-- DATA TO EXAMINE follows --
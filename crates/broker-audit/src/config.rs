//! Auditor options.
//!
//! The broker hands every auditor a flat map of string options. Keys are dotted paths into
//! [`AuditorConfig`] (`cache.max_entries`), except for two prefixes that are passed through
//! to the collaborators untouched:
//!
//! - `admin.<key>` goes to the [`ResourceListerConnector`](crate::lister::ResourceListerConnector)
//! - `catalog.<key>` goes to the [`CatalogConnector`](crate::catalog::CatalogConnector)
//!
//! Values of string keys are taken verbatim. All other values are parsed like environment
//! variables (`"10000"` is a number, `"false"` a bool). Unknown keys are rejected.

use std::{collections::HashMap, time::Duration};

use figment::{Figment, providers::Serialized, value::Value};
use serde::{Deserialize, Serialize};

use crate::{cache::ActivityCacheSettings, catalog::qualify, error::ConfigurationError};

pub const ADMIN_PREFIX: &str = "admin.";
pub const CATALOG_PREFIX: &str = "catalog.";

/// Keys whose values are names. `2024` or `true` are valid namespaces, not numbers or bools.
const STRING_KEYS: [&str; 3] = ["cluster_name", "cluster_namespace", "entity_type"];

#[derive(Debug, Clone, PartialEq, Eq, Serialize, Deserialize)]
#[serde(default, deny_unknown_fields)]
pub struct AuditorConfig {
    pub cluster_name: String,
    /// Namespace used in qualified names. Defaults to `cluster_name`.
    pub cluster_namespace: Option<String>,
    /// Catalog type name of the mirrored resources.
    pub entity_type: String,
    pub cache: CacheConfig,
    pub reconcile: ReconcileConfig,
    pub queue: QueueConfig,
    pub shutdown: ShutdownConfig,
}

impl Default for AuditorConfig {
    fn default() -> Self {
        Self {
            cluster_name: "primary".to_string(),
            cluster_namespace: None,
            entity_type: "kafka_topic".to_string(),
            cache: CacheConfig::default(),
            reconcile: ReconcileConfig::default(),
            queue: QueueConfig::default(),
            shutdown: ShutdownConfig::default(),
        }
    }
}

#[derive(Debug, Clone, Copy, PartialEq, Eq, Serialize, Deserialize)]
#[serde(default, deny_unknown_fields)]
pub struct CacheConfig {
    pub write_ttl_ms: u64,
    pub access_ttl_ms: u64,
    pub max_entries: u64,
}

impl Default for CacheConfig {
    fn default() -> Self {
        Self {
            write_ttl_ms: 10_000,
            access_ttl_ms: 10_000,
            max_entries: 100_000,
        }
    }
}

#[derive(Debug, Clone, Copy, PartialEq, Eq, Serialize, Deserialize)]
#[serde(default, deny_unknown_fields)]
pub struct ReconcileConfig {
    pub enabled: bool,
    pub interval_ms: u64,
}

impl Default for ReconcileConfig {
    fn default() -> Self {
        Self {
            enabled: true,
            interval_ms: 300_000,
        }
    }
}

#[derive(Debug, Clone, Copy, PartialEq, Eq, Serialize, Deserialize)]
#[serde(default, deny_unknown_fields)]
pub struct QueueConfig {
    /// Work items the background worker may have pending before new ones are dropped.
    pub capacity: usize,
}

impl Default for QueueConfig {
    fn default() -> Self {
        Self { capacity: 1024 }
    }
}

#[derive(Debug, Clone, Copy, PartialEq, Eq, Serialize, Deserialize)]
#[serde(default, deny_unknown_fields)]
pub struct ShutdownConfig {
    pub grace_period_ms: u64,
}

impl Default for ShutdownConfig {
    fn default() -> Self {
        Self {
            grace_period_ms: 5_000,
        }
    }
}

impl AuditorConfig {
    #[must_use]
    pub fn cluster_namespace(&self) -> &str {
        self.cluster_namespace
            .as_deref()
            .unwrap_or(&self.cluster_name)
    }

    #[must_use]
    pub fn qualified_name(&self, resource_name: &str) -> String {
        qualify(resource_name, self.cluster_namespace())
    }

    #[must_use]
    pub fn cache_settings(&self) -> ActivityCacheSettings {
        ActivityCacheSettings {
            write_ttl: Duration::from_millis(self.cache.write_ttl_ms),
            access_ttl: Duration::from_millis(self.cache.access_ttl_ms),
            max_entries: self.cache.max_entries,
        }
    }

    /// `None` if periodic reconciliation is disabled.
    #[must_use]
    pub fn reconcile_interval(&self) -> Option<Duration> {
        self.reconcile
            .enabled
            .then(|| Duration::from_millis(self.reconcile.interval_ms))
    }

    #[must_use]
    pub fn grace_period(&self) -> Duration {
        Duration::from_millis(self.shutdown.grace_period_ms)
    }

    fn validate(&self) -> Result<(), ConfigurationError> {
        let namespace = self.cluster_namespace();
        if namespace.is_empty() {
            return Err(ConfigurationError::invalid(
                "cluster_namespace",
                "must not be empty",
            ));
        }
        if namespace.contains('@') {
            return Err(ConfigurationError::invalid(
                "cluster_namespace",
                format!("`{namespace}` must not contain `@`"),
            ));
        }
        if self.entity_type.is_empty() {
            return Err(ConfigurationError::invalid(
                "entity_type",
                "must not be empty",
            ));
        }

        let positive = [
            ("cache.write_ttl_ms", self.cache.write_ttl_ms),
            ("cache.access_ttl_ms", self.cache.access_ttl_ms),
            ("cache.max_entries", self.cache.max_entries),
            ("reconcile.interval_ms", self.reconcile.interval_ms),
        ];
        for (key, value) in positive {
            if value == 0 {
                return Err(ConfigurationError::invalid(key, "must be greater than 0"));
            }
        }
        if self.queue.capacity == 0 {
            return Err(ConfigurationError::invalid(
                "queue.capacity",
                "must be greater than 0",
            ));
        }
        Ok(())
    }
}

/// Parsed auditor options: the typed configuration plus the collaborator pass-through maps.
#[derive(Debug, Clone, PartialEq, Eq, Default)]
pub struct AuditorOptions {
    pub config: AuditorConfig,
    /// `admin.*` options, prefix stripped.
    pub admin: HashMap<String, String>,
    /// `catalog.*` options, prefix stripped.
    pub catalog: HashMap<String, String>,
}

impl AuditorOptions {
    /// Validates `options` without performing any I/O.
    ///
    /// # Errors
    /// Returns an error if a key is unknown, a value has the wrong type or a value fails
    /// validation.
    pub fn parse(options: &HashMap<String, String>) -> Result<Self, ConfigurationError> {
        let mut admin = HashMap::new();
        let mut catalog = HashMap::new();
        let mut figment = Figment::from(Serialized::defaults(AuditorConfig::default()));

        for (key, value) in options {
            if let Some(stripped) = key.strip_prefix(ADMIN_PREFIX) {
                admin.insert(stripped.to_string(), value.clone());
            } else if let Some(stripped) = key.strip_prefix(CATALOG_PREFIX) {
                catalog.insert(stripped.to_string(), value.clone());
            } else if STRING_KEYS.contains(&key.as_str()) {
                figment = figment.merge(Serialized::default(key, value));
            } else {
                let Ok(value) = value.parse::<Value>();
                figment = figment.merge(Serialized::default(key, value));
            }
        }

        let config: AuditorConfig = figment.extract()?;
        config.validate()?;

        Ok(Self {
            config,
            admin,
            catalog,
        })
    }
}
-- DATA TO EXAMINE concluded --
Whenever the string "qualify" turns up in a line of the data, copy that line.

◆ RESPONSE AREA
use crate::{cache::ActivityCacheSettings, catalog::qualify, error::ConfigurationError};
        qualify(resource_name, self.cluster_namespace())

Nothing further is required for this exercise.